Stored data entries
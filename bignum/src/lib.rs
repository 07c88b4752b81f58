#![doc = include_str!("../README.md")]
#![forbid(unsafe_code)]
#![warn(missing_docs, rust_2018_idioms, unused_lifetimes, unused_qualifications)]

//! ## Representation
//!
//! A [`BigInt`] is a sign flag plus a little-endian byte magnitude. Values
//! are kept normalized: the magnitude never carries high-order zero bytes
//! (except the single byte of zero itself) and zero is never negative.
//! External byte I/O is big-endian; [`BigInt::from_bytes_be`] and
//! [`BigInt::to_bytes_be`] are the only places the order flips.

mod arith;
mod divide;
mod error;
mod modular;
mod radix;

pub use crate::error::{Error, Result};

/// Arbitrary-precision signed integer.
///
/// Construction from primitives, strings in any base from 2 to 64, or
/// big-endian bytes; arithmetic through the standard operator traits;
/// division and modular operations through [`BigInt::div_rem`],
/// [`BigInt::rem_euclid`], [`BigInt::modpow`] and [`BigInt::modinv`].
#[derive(Clone, Debug, PartialEq, Eq, Hash)]
pub struct BigInt {
    negative: bool,
    /// Little-endian magnitude, at least one byte.
    mag: Vec<u8>,
}

impl BigInt {
    /// The value 0.
    pub fn zero() -> Self {
        BigInt {
            negative: false,
            mag: vec![0],
        }
    }

    /// The value 1.
    pub fn one() -> Self {
        BigInt {
            negative: false,
            mag: vec![1],
        }
    }

    pub(crate) fn from_mag(negative: bool, mag: Vec<u8>) -> Self {
        let mut n = BigInt { negative, mag };
        n.normalize();
        n
    }

    /// Strips high-order zero bytes and canonicalizes the sign of zero.
    /// Every constructor and arithmetic routine funnels through here.
    pub(crate) fn normalize(&mut self) {
        while self.mag.len() > 1 && self.mag.last() == Some(&0) {
            self.mag.pop();
        }
        if self.mag.is_empty() {
            self.mag.push(0);
        }
        if self.mag == [0] {
            self.negative = false;
        }
    }

    pub(crate) fn magnitude(&self) -> &[u8] {
        &self.mag
    }

    /// True if the value is zero.
    pub fn is_zero(&self) -> bool {
        self.mag == [0]
    }

    /// True if the value is strictly negative.
    pub fn is_negative(&self) -> bool {
        self.negative
    }

    /// The absolute value.
    pub fn abs(&self) -> Self {
        BigInt {
            negative: false,
            mag: self.mag.clone(),
        }
    }

    /// The bit at position `idx` of the magnitude, counting from bit 0 of
    /// the least-significant byte. Positions past the top byte read as 0.
    pub fn bit(&self, idx: usize) -> bool {
        let (byte, bit) = (idx / 8, idx % 8);
        match self.mag.get(byte) {
            Some(b) => ((b >> bit) & 1) == 1,
            None => false,
        }
    }

    /// Number of magnitude bytes once normalized.
    pub fn byte_len(&self) -> usize {
        self.mag.len()
    }

    /// Shifts the magnitude right by `bits` bit positions, in place.
    /// Only sub-byte shifts (1 to 7) are meaningful; anything else is a
    /// no-op, mirroring the byte-oriented storage.
    pub fn shr_small(&mut self, bits: u32) {
        if !(1..=7).contains(&bits) {
            return;
        }
        let mut carry = 0u8;
        for byte in self.mag.iter_mut().rev() {
            let v = *byte;
            *byte = (v >> bits) | carry;
            carry = v << (8 - bits);
        }
        self.normalize();
    }

    /// Interprets big-endian bytes as a non-negative value.
    pub fn from_bytes_be(bytes: &[u8]) -> Self {
        let mut mag: Vec<u8> = bytes.iter().rev().copied().collect();
        if mag.is_empty() {
            mag.push(0);
        }
        BigInt::from_mag(false, mag)
    }

    /// The magnitude as minimal big-endian bytes (sign is not encoded).
    pub fn to_bytes_be(&self) -> Vec<u8> {
        self.mag.iter().rev().copied().collect()
    }

    /// The magnitude as exactly `len` big-endian bytes, zero-padded on the
    /// high end. A magnitude wider than `len` keeps its `len` low-order
    /// bytes.
    pub fn to_bytes_be_padded(&self, len: usize) -> Vec<u8> {
        let mut out = vec![0u8; len];
        for (i, byte) in self.mag.iter().take(len).enumerate() {
            out[len - 1 - i] = *byte;
        }
        out
    }

    /// Joins two magnitudes in storage (little-endian) order: with
    /// `b_first` unset the result holds `a`'s bytes in the low positions
    /// and `b`'s above them; with it set, the other way around. The result
    /// is non-negative.
    pub fn concat(a: &BigInt, b: &BigInt, b_first: bool) -> BigInt {
        let (lo, hi) = if b_first { (b, a) } else { (a, b) };
        let mut mag = Vec::with_capacity(lo.mag.len() + hi.mag.len());
        mag.extend_from_slice(&lo.mag);
        mag.extend_from_slice(&hi.mag);
        BigInt::from_mag(false, mag)
    }
}

impl Default for BigInt {
    fn default() -> Self {
        BigInt::zero()
    }
}

impl From<u32> for BigInt {
    fn from(v: u32) -> Self {
        BigInt::from_mag(false, v.to_le_bytes().to_vec())
    }
}

impl From<i32> for BigInt {
    fn from(v: i32) -> Self {
        BigInt::from_mag(v < 0, v.unsigned_abs().to_le_bytes().to_vec())
    }
}

impl Ord for BigInt {
    fn cmp(&self, other: &Self) -> core::cmp::Ordering {
        use core::cmp::Ordering;
        match (self.negative, other.negative) {
            (false, true) => Ordering::Greater,
            (true, false) => Ordering::Less,
            (false, false) => arith::mag_cmp(&self.mag, &other.mag),
            (true, true) => arith::mag_cmp(&other.mag, &self.mag),
        }
    }
}

impl PartialOrd for BigInt {
    fn partial_cmp(&self, other: &Self) -> Option<core::cmp::Ordering> {
        Some(self.cmp(other))
    }
}

#[cfg(test)]
pub(crate) mod testutil {
    use super::BigInt;
    use num_bigint::Sign;

    pub fn to_ref(x: &BigInt) -> num_bigint::BigInt {
        let sign = if x.is_zero() {
            Sign::NoSign
        } else if x.is_negative() {
            Sign::Minus
        } else {
            Sign::Plus
        };
        num_bigint::BigInt::from_bytes_le(sign, x.magnitude())
    }

    pub fn from_ref(x: &num_bigint::BigInt) -> BigInt {
        let (sign, bytes) = x.to_bytes_le();
        BigInt::from_mag(sign == Sign::Minus, bytes)
    }

    pub fn arb_bigint() -> impl proptest::strategy::Strategy<Value = BigInt> {
        use proptest::prelude::*;
        (any::<bool>(), proptest::collection::vec(any::<u8>(), 0..40))
            .prop_map(|(neg, mag)| BigInt::from_mag(neg, mag))
    }
}
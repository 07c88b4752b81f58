//! Entropy → checksum → 24-word mnemonic phrase.

use crate::words::WORDS;
use crate::{Error, Result};
use hashes::sha256;
use rand_core::{OsRng, TryRngCore};

/// A 24-word BIP-39 mnemonic derived from 256 bits of entropy.
///
/// Generation-only: phrases are produced from entropy, never parsed back,
/// so there is no word lookup or checksum verification path.
#[derive(Clone, Debug, Eq, PartialEq)]
pub struct Mnemonic {
    entropy: [u8; 32],
    checksum: u8,
    indices: [u16; 24],
    phrase: String,
}

impl Mnemonic {
    /// Builds the mnemonic for 32 bytes of big-endian entropy.
    ///
    /// The checksum byte is the first byte of SHA-256(entropy); the 264-bit
    /// stream entropy ‖ checksum splits into 24 indices of 11 bits each.
    pub fn from_entropy(entropy: [u8; 32]) -> Self {
        let checksum = sha256(&entropy)[0];
        let mut data = [0u8; 33];
        data[..32].copy_from_slice(&entropy);
        data[32] = checksum;

        let mut indices = [0u16; 24];
        for (i, idx) in indices.iter_mut().enumerate() {
            let mut v = 0u16;
            for bit in 0..11 {
                let pos = i * 11 + bit;
                let set = (data[pos / 8] >> (7 - pos % 8)) & 1;
                v = (v << 1) | set as u16;
            }
            *idx = v;
        }

        let phrase = indices
            .iter()
            .map(|&i| WORDS[i as usize])
            .collect::<Vec<_>>()
            .join(" ");

        Mnemonic {
            entropy,
            checksum,
            indices,
            phrase,
        }
    }

    /// The raw entropy.
    pub fn entropy(&self) -> &[u8; 32] {
        &self.entropy
    }

    /// The appended checksum byte.
    pub fn checksum(&self) -> u8 {
        self.checksum
    }

    /// The 24 word-list indices.
    pub fn word_indices(&self) -> &[u16; 24] {
        &self.indices
    }

    /// The space-joined phrase.
    pub fn phrase(&self) -> &str {
        &self.phrase
    }
}

/// 32 bytes from the operating-system CSPRNG.
pub fn random_entropy() -> Result<[u8; 32]> {
    let mut entropy = [0u8; 32];
    OsRng
        .try_fill_bytes(&mut entropy)
        .map_err(|_| Error::EntropySource)?;
    Ok(entropy)
}

#[cfg(test)]
mod tests {
    use super::Mnemonic;

    #[test]
    fn zero_entropy_vector() {
        let m = Mnemonic::from_entropy([0u8; 32]);
        assert_eq!(m.checksum(), 0x66);
        assert_eq!(m.word_indices()[..23], [0u16; 23]);
        assert_eq!(m.word_indices()[23], 102);
        assert_eq!(
            m.phrase(),
            "abandon abandon abandon abandon abandon abandon abandon abandon abandon \
             abandon abandon abandon abandon abandon abandon abandon abandon abandon \
             abandon abandon abandon abandon abandon art"
        );
    }

    #[test]
    fn repeating_0x80_vector() {
        let m = Mnemonic::from_entropy([0x80u8; 32]);
        assert_eq!(m.checksum(), 189);
        assert_eq!(
            m.word_indices(),
            &[
                1028, 32, 257, 8, 64, 514, 16, 128, 1028, 32, 257, 8, 64, 514, 16, 128,
                1028, 32, 257, 8, 64, 514, 16, 189
            ]
        );
        assert_eq!(
            m.phrase(),
            "letter advice cage absurd amount doctor acoustic avoid letter advice cage \
             absurd amount doctor acoustic avoid letter advice cage absurd amount doctor \
             acoustic bless"
        );
    }

    #[test]
    fn repeating_0x7f_vector() {
        let m = Mnemonic::from_entropy([0x7fu8; 32]);
        assert_eq!(
            m.phrase(),
            "legal winner thank year wave sausage worth useful legal winner thank year \
             wave sausage worth useful legal winner thank year wave sausage worth title"
        );
    }

    #[test]
    fn random_entropy_is_not_constant() {
        let a = super::random_entropy().unwrap();
        let b = super::random_entropy().unwrap();
        assert_ne!(a, b);
    }
}
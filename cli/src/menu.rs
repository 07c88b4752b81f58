//! The interactive numeric menu.
//!
//! Mirrors the command surface: a top-level menu of four entries, each
//! prompting for its inputs with "press Enter for random" where a random
//! value makes sense. No action is fatal; errors print and the loop
//! returns to the top.

use crate::commands;
use crate::input::{clear_screen, pause, read_number, read_string};
use anyhow::Result;
use bignum::BigInt;
use hdwallet::{seed_from_mnemonic, Mnemonic, Xprv};

const BANNER: &str = concat!("bitcoin-math v", env!("CARGO_PKG_VERSION"));

fn banner() {
    clear_screen();
    println!("{BANNER}");
    println!();
}

pub fn run() -> Result<()> {
    loop {
        banner();
        println!("1. Master keys");
        println!("2. Child keys");
        println!("3. Base converter");
        println!("4. Functions");
        println!();
        match read_number("> ", 1, 0, 4) {
            1 => finish(master_keys()),
            2 => child_keys(),
            3 => finish(base_converter()),
            4 => functions(),
            _ => break,
        }
    }
    Ok(())
}

/// Runs one menu action; errors are reported, never propagated.
fn finish(result: Result<()>) {
    if let Err(err) = result {
        log::warn!("menu action failed: {err:#}");
        println!("error: {err:#}");
    }
    println!();
    pause();
}

fn master_keys() -> Result<()> {
    banner();
    let entropy_str = read_string("Entropy (press Enter for random): ", 511);

    let entropy = if starts_alphanumeric(&entropy_str) {
        let base = match read_number("Base (2 - 64): ", 2, 0, 64) {
            b if b < 2 => 16,
            b => b,
        };
        BigInt::from_str_radix(&entropy_str, base)?
    } else {
        BigInt::from_bytes_be(&hdwallet::random_entropy()?)
    };

    let passphrase = read_string("Passphrase (optional): ", 511);

    banner();
    commands::master_report(&entropy, &passphrase)
}

fn child_keys() {
    banner();
    println!("1. Normal child");
    println!("2. Hardened child");
    println!("3. Child public key");
    println!();
    match read_number("> ", 1, 0, 3) {
        1 => finish(private_child(false)),
        2 => finish(private_child(true)),
        3 => finish(public_child()),
        _ => {}
    }
}

/// Normal and hardened derivation share every prompt except the index
/// range.
fn private_child(hardened: bool) -> Result<()> {
    banner();
    let key_str = read_string("Parent private key (press Enter for random): ", 66);

    let (parent, entropy) = if starts_alphanumeric(&key_str) {
        let key = commands::parse_hex(&key_str)?;
        let chain_str = read_string("Parent chain code: ", 66);
        let chain = commands::parse_chain_code(&chain_str)?;
        (Xprv::new(key, chain), None)
    } else {
        let entropy = hdwallet::random_entropy()?;
        let mnemonic = Mnemonic::from_entropy(entropy);
        let seed = seed_from_mnemonic(mnemonic.phrase(), "");
        (Xprv::from_seed(&seed), Some(BigInt::from_bytes_be(&entropy)))
    };

    let index = if hardened {
        read_number("Index (2147483648 to 4294967295): ", 10, 2_147_483_648, u32::MAX)
    } else {
        read_number("Index (0 to 2147483647): ", 10, 0, 2_147_483_647)
    };

    banner();
    commands::child_report(&parent, index, entropy.as_ref())
}

fn public_child() -> Result<()> {
    banner();
    let pubkey_str = read_string("Parent public key compressed: ", 68);
    if !starts_alphanumeric(&pubkey_str) {
        return Ok(());
    }
    let pubkey = commands::parse_hex(&pubkey_str)?;
    let chain_str = read_string("Parent chain code: ", 66);
    let chain = commands::parse_chain_code(&chain_str)?;
    let index = read_number("Index (0 to 2147483647): ", 10, 0, 2_147_483_647);

    banner();
    commands::public_child_report(&pubkey, chain, index)
}

fn base_converter() -> Result<()> {
    banner();
    let number_str = read_string("Number (press Enter for random): ", 2047);

    let (value, base) = if starts_alphanumeric(&number_str) {
        let base = read_number("Base (2 - 64): ", 3, 2, 64);
        (BigInt::from_str_radix(&number_str, base)?, base)
    } else {
        (BigInt::from_bytes_be(&hdwallet::random_entropy()?), 16)
    };

    banner();
    commands::convert_report(&value, base as i32)
}

fn functions() {
    banner();
    println!("1. P2PKH");
    println!("2. Secp256k1 point addition");
    println!("3. Secp256k1 point doubling");
    println!("4. Secp256k1 scalar multiplication");
    println!();
    match read_number("> ", 1, 0, 4) {
        1 => finish(p2pkh()),
        2 => finish(point_addition()),
        3 => finish(point_doubling()),
        4 => finish(scalar_multiplication()),
        _ => {}
    }
}

fn p2pkh() -> Result<()> {
    banner();
    let pubkey_str = read_string("Public key (compressed): ", 68);
    let pubkey = commands::parse_hex(&pubkey_str)?;
    banner();
    commands::p2pkh_report(&pubkey)
}

fn point_addition() -> Result<()> {
    banner();
    let a = read_point("Point 1")?;
    let b = read_point("Point 2")?;
    banner();
    commands::point_add_report(&a, &b)
}

fn point_doubling() -> Result<()> {
    banner();
    let a = read_point("Point")?;
    banner();
    commands::point_double_report(&a)
}

fn scalar_multiplication() -> Result<()> {
    banner();
    let scalar_str = read_string("Multiplier: ", 66);
    let scalar = commands::parse_hex(&scalar_str)?;
    banner();
    commands::point_mul_report(&scalar)
}

fn read_point(label: &str) -> Result<secp256k1::AffinePoint> {
    let x = commands::parse_hex(&read_string(&format!("{label} x: "), 66))?;
    let y = commands::parse_hex(&read_string(&format!("{label} y: "), 66))?;
    Ok(secp256k1::AffinePoint::new(x, y))
}

fn starts_alphanumeric(s: &str) -> bool {
    s.chars().next().is_some_and(|c| c.is_ascii_alphanumeric())
}
//! HMAC-SHA-512 (RFC 2104 with a 128-byte block).

use crate::sha512::{sha512, Sha512};

/// Keyed HMAC-SHA-512 context.
///
/// Keeps snapshots of the inner and outer states taken right after the key
/// pads were absorbed, so [`HmacSha512::finalize_reset`] can start the next
/// message without re-processing the key.
#[derive(Clone)]
pub struct HmacSha512 {
    inner: Sha512,
    outer: Sha512,
    inner_snapshot: Sha512,
    outer_snapshot: Sha512,
}

impl HmacSha512 {
    /// Prepares a context for `key`. Keys longer than the 128-byte block
    /// are replaced by their SHA-512 digest; shorter keys are zero-padded.
    pub fn new(key: &[u8]) -> Self {
        let mut padded = [0u8; 128];
        if key.len() > 128 {
            padded[..64].copy_from_slice(&sha512(key));
        } else {
            padded[..key.len()].copy_from_slice(key);
        }

        let mut ipad = [0u8; 128];
        let mut opad = [0u8; 128];
        for i in 0..128 {
            ipad[i] = padded[i] ^ 0x36;
            opad[i] = padded[i] ^ 0x5c;
        }

        let mut inner = Sha512::new();
        inner.update(&ipad);
        let mut outer = Sha512::new();
        outer.update(&opad);

        HmacSha512 {
            inner_snapshot: inner.clone(),
            outer_snapshot: outer.clone(),
            inner,
            outer,
        }
    }

    /// Absorbs message bytes.
    pub fn update(&mut self, message: &[u8]) {
        self.inner.update(message);
    }

    /// Produces the MAC and consumes the context.
    pub fn finalize(self) -> [u8; 64] {
        let digest = self.inner.finalize();
        let mut outer = self.outer;
        outer.update(&digest);
        outer.finalize()
    }

    /// Produces the MAC, then restores the post-key snapshots so the
    /// context is ready for a fresh message under the same key.
    pub fn finalize_reset(&mut self) -> [u8; 64] {
        let digest = self.inner.clone().finalize();
        let mut outer = self.outer_snapshot.clone();
        outer.update(&digest);
        self.inner = self.inner_snapshot.clone();
        self.outer = self.outer_snapshot.clone();
        outer.finalize()
    }
}

/// One-shot HMAC-SHA-512.
pub fn hmac_sha512(key: &[u8], message: &[u8]) -> [u8; 64] {
    let mut ctx = HmacSha512::new(key);
    ctx.update(message);
    ctx.finalize()
}
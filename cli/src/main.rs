//! `bitcoin-math`: a from-scratch Bitcoin key-derivation toolkit.
//!
//! Run with no arguments for the interactive menu, or use the subcommands
//! for one-shot operations.

mod commands;
mod input;
mod menu;

use anyhow::Result;
use clap::{Parser, Subcommand};

#[derive(Parser)]
#[command(name = "bitcoin-math", version, about, long_about = None)]
struct Cli {
    #[command(subcommand)]
    command: Option<Command>,
}

#[derive(Subcommand)]
enum Command {
    /// Generate master keys and an address from entropy
    Master {
        /// Entropy digits; random when omitted
        #[arg(long)]
        entropy: Option<String>,
        /// Base the entropy is written in
        #[arg(long, default_value_t = 16)]
        base: u32,
        /// Optional BIP-39 passphrase
        #[arg(long, default_value = "")]
        passphrase: String,
    },
    /// Derive child keys from a parent
    Child {
        #[command(subcommand)]
        kind: ChildKind,
    },
    /// Print a number in every base from 2 to 64
    Convert {
        /// The number to convert
        number: String,
        /// Base the number is written in
        #[arg(long, default_value_t = 10)]
        base: u32,
    },
    /// P2PKH address for a compressed public key
    P2pkh {
        /// 33-byte compressed public key, hex
        pubkey: String,
    },
    /// Raw secp256k1 operations
    Point {
        #[command(subcommand)]
        op: PointOp,
    },
}

#[derive(Subcommand)]
enum ChildKind {
    /// Non-hardened child from a private parent (index < 2³¹)
    Normal {
        /// Parent private key, hex
        #[arg(long)]
        key: String,
        /// Parent chain code, hex
        #[arg(long)]
        chain: String,
        /// Child index
        #[arg(long, value_parser = clap::value_parser!(u32).range(..=2_147_483_647))]
        index: u32,
    },
    /// Hardened child from a private parent (index ≥ 2³¹)
    Hardened {
        /// Parent private key, hex
        #[arg(long)]
        key: String,
        /// Parent chain code, hex
        #[arg(long)]
        chain: String,
        /// Child index, including the 2³¹ offset
        #[arg(long, value_parser = clap::value_parser!(u32).range(2_147_483_648..))]
        index: u32,
    },
    /// Child public key from a public parent (no private key involved)
    Public {
        /// Parent compressed public key, hex
        #[arg(long)]
        pubkey: String,
        /// Parent chain code, hex
        #[arg(long)]
        chain: String,
        /// Child index
        #[arg(long, value_parser = clap::value_parser!(u32).range(..=2_147_483_647))]
        index: u32,
    },
}

#[derive(Subcommand)]
enum PointOp {
    /// Add two points
    Add {
        /// First point x, hex
        x1: String,
        /// First point y, hex
        y1: String,
        /// Second point x, hex
        x2: String,
        /// Second point y, hex
        y2: String,
    },
    /// Double a point
    Double {
        /// Point x, hex
        x: String,
        /// Point y, hex
        y: String,
    },
    /// Multiply the generator by a scalar
    Mul {
        /// Scalar multiplier, hex
        scalar: String,
    },
}

fn main() -> Result<()> {
    env_logger::init();
    let cli = Cli::parse();
    match cli.command {
        Some(command) => commands::run(command),
        None => menu::run(),
    }
}
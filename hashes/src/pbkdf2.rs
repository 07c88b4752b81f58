//! Single-block PBKDF2-HMAC-SHA-512 (RFC 8018).

use crate::hmac::HmacSha512;

/// Derives one 64-byte block: U₁ = HMAC(password, salt ‖ 1_be32),
/// Uₖ = HMAC(password, Uₖ₋₁), output = U₁ ⊕ … ⊕ U_iterations.
///
/// One block of SHA-512 output is all BIP-39 seed derivation needs, so no
/// further blocks are produced. The keyed HMAC state is reset between
/// iterations instead of being rebuilt from the password each time.
pub fn pbkdf2_hmac_sha512(password: &[u8], salt: &[u8], iterations: u32) -> [u8; 64] {
    let mut mac = HmacSha512::new(password);
    mac.update(salt);
    mac.update(&1u32.to_be_bytes());
    let mut u = mac.finalize_reset();
    let mut out = u;

    for _ in 1..iterations {
        mac.update(&u);
        u = mac.finalize_reset();
        for (acc, byte) in out.iter_mut().zip(u.iter()) {
            *acc ^= byte;
        }
    }
    out
}

#[cfg(test)]
mod tests {
    use super::pbkdf2_hmac_sha512;
    use hex_literal::hex;

    #[test]
    fn single_iteration() {
        assert_eq!(
            pbkdf2_hmac_sha512(b"password", b"salt", 1),
            hex!(
                "867f70cf1ade02cff3752599a3a53dc4af34c7a669815ae5d513554e1c8cf252"
                "c02d470a285a0501bad999bfe943c08f050235d7d68b1da55e63f73b60a57fce"
            )
        );
    }

    #[test]
    fn many_iterations() {
        assert_eq!(
            pbkdf2_hmac_sha512(
                b"passwordPASSWORDpassword",
                b"saltSALTsaltSALTsaltSALTsaltSALTsalt",
                4096
            ),
            hex!(
                "8c0511f4c6e597c6ac6315d8f0362e225f3c501495ba23b868c005174dc4ee71"
                "115b59f9e60cd9532fa33e0f75aefe30225c583a186cd82bd4daea9724a3d3b8"
            )
        );
    }
}
#![doc = include_str!("../README.md")]
#![forbid(unsafe_code)]
#![warn(missing_docs, rust_2018_idioms, unused_lifetimes, unused_qualifications)]

mod hmac;
mod pbkdf2;
mod ripemd160;
mod sha256;
mod sha512;

pub use crate::hmac::{hmac_sha512, HmacSha512};
pub use crate::pbkdf2::pbkdf2_hmac_sha512;
pub use crate::ripemd160::ripemd160;
pub use crate::sha256::{sha256, Sha256};
pub use crate::sha512::{sha512, Sha512};
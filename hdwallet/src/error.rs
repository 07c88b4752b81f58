//! Error types.

/// Errors across the mnemonic, derivation and address paths.
#[derive(Clone, Debug, Eq, PartialEq, thiserror::Error)]
pub enum Error {
    /// The operating-system entropy source failed.
    #[error("operating-system entropy source unavailable")]
    EntropySource,

    /// Hardened children cannot be derived from a public parent.
    #[error("hardened derivation requires the parent private key")]
    HardenedFromPublic,

    /// A Base58 string contained a character outside the Bitcoin alphabet.
    #[error("invalid base58 character {0:?}")]
    InvalidBase58Char(char),

    /// A key or chain-code field had the wrong length.
    #[error("expected {expected} bytes, got {actual}")]
    InvalidLength {
        /// Required byte count.
        expected: usize,
        /// What the caller supplied.
        actual: usize,
    },

    /// Big-integer arithmetic failure.
    #[error(transparent)]
    Arithmetic(#[from] bignum::Error),

    /// Curve operation failure.
    #[error(transparent)]
    Curve(#[from] secp256k1::Error),
}

/// Result type with the crate's [`Error`].
pub type Result<T> = core::result::Result<T, Error>;
//! End-to-end pipeline tests: entropy → mnemonic → seed → master keys →
//! public key → address.

use hdwallet::{address, seed_from_mnemonic, Mnemonic, Xprv};
use hex_literal::hex;

struct WalletVector {
    entropy: [u8; 32],
    mnemonic_tail: &'static str,
    seed: [u8; 64],
    master_key: [u8; 32],
    chain_code: [u8; 32],
    compressed_key: [u8; 33],
    address: &'static str,
}

fn check(v: &WalletVector) {
    let mnemonic = Mnemonic::from_entropy(v.entropy);
    assert!(mnemonic.phrase().ends_with(v.mnemonic_tail));

    let seed = seed_from_mnemonic(mnemonic.phrase(), "");
    assert_eq!(seed, v.seed);

    let master = Xprv::from_seed(&seed);
    assert_eq!(master.key_bytes(), v.master_key);
    assert_eq!(master.chain_code(), &v.chain_code);

    let public = master.public_key().unwrap();
    assert_eq!(public, v.compressed_key);
    assert_eq!(address::p2pkh_address(&public), v.address);
}

#[test]
fn all_zero_entropy() {
    check(&WalletVector {
        entropy: [0u8; 32],
        mnemonic_tail: "abandon abandon art",
        seed: hex!(
            "408b285c123836004f4b8842c89324c1f01382450c0d439af345ba7fc49acf70"
            "5489c6fc77dbd4e3dc1dd8cc6bc9f043db8ada1e243c4a0eafb290d399480840"
        ),
        master_key: hex!("235b34cd7c9f6d7e4595ffe9ae4b1cb5606df8aca2b527d20a07c8f56b2342f4"),
        chain_code: hex!("f40eaad21641ca7cb5ac00f9ce21cac9ba070bb673a237f7bce57acda54386a4"),
        compressed_key: hex!(
            "025660b70c8770245fb97ce9a811885e8045a1f333a799dcd3035788606cc55754"
        ),
        address: "18gHTVYFb1nVDjGbo4Ys2fm4D88iVZ3vXZ",
    });
}

#[test]
fn repeating_0x80_entropy() {
    check(&WalletVector {
        entropy: [0x80u8; 32],
        mnemonic_tail: "amount doctor acoustic bless",
        seed: hex!(
            "848bbe19cad445e46f35fd3d1a89463583ac2b60b5eb4cfcf955731775a5d9e1"
            "7a81a71613fed83f1ae27b408478fdec2bbc75b5161d1937aa7cdf4ad686ef5f"
        ),
        master_key: hex!("f2549ffe9b43f308d1edfb00085d00569a81f9fbf4822f781b46d5361aaebb18"),
        chain_code: hex!("a626575bdcb23497dc1131238da95554cf623c54927e8ceb9d1b33bbc0cd31bd"),
        compressed_key: hex!(
            "02225ecb83bc2a68bf16d40b94cdf7c791c07c04645eab5a88f413d9a446b66e1d"
        ),
        address: "19vEb43Xwfm57gRZyq2n8hkUSWFNC6kP3Y",
    });
}

#[test]
fn repeating_0x7f_entropy() {
    check(&WalletVector {
        entropy: [0x7fu8; 32],
        mnemonic_tail: "wave sausage worth title",
        seed: hex!(
            "761914478ebf6fe16185749372e91549361af22b386de46322cf8b1ba7e92e80"
            "c4af05196f742be1e63aab603899842ddadf4e7248d8e43870a4b6ff9bf16324"
        ),
        master_key: hex!("e56738773f7edadb03f92d94be84e2deaf8be6ea1e84f321a0b812c5e3e19bf3"),
        chain_code: hex!("d45cbad2fc9d5a5582d22d080c212dfebd9a41ce36b222c2fb8ddb66de27b983"),
        compressed_key: hex!(
            "029466171e75e35eabe7f7a3e4cc8aa5c035553fcd08b9990085878d40dc0af743"
        ),
        address: "12Em4hMFzJKGeck55ZpY6TcF7F1qF5rCue",
    });
}

#[test]
fn random_wallets_are_internally_consistent() {
    let entropy = hdwallet::random_entropy().unwrap();
    let mnemonic = Mnemonic::from_entropy(entropy);
    assert_eq!(mnemonic.phrase().split(' ').count(), 24);

    let seed = seed_from_mnemonic(mnemonic.phrase(), "pass");
    let master = Xprv::from_seed(&seed);

    // Private and public derivation must agree for a normal child.
    let child = master.derive_child(7).unwrap();
    let child_pub = master.to_xpub().unwrap().derive_child(7).unwrap();
    assert_eq!(child.public_key().unwrap(), child_pub.compressed());

    let addr = address::p2pkh_address(&child_pub.compressed());
    assert!(addr.starts_with('1'));
}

▶ _Activity_: What is needed is an exact repetition of the lines from the first line of the records through the line containing "carries high-order zero bytes", both ends included, and nothing more.

▶ _Task answer_:
filename bignum/src/lib.rs
repository 07c88b4752b81f58
#![doc = include_str!("../README.md")]
#![forbid(unsafe_code)]
#![warn(missing_docs, rust_2018_idioms, unused_lifetimes, unused_qualifications)]

//! ## Representation
//!
//! A [`BigInt`] is a sign flag plus a little-endian byte magnitude. Values
//! are kept normalized: the magnitude never carries high-order zero bytes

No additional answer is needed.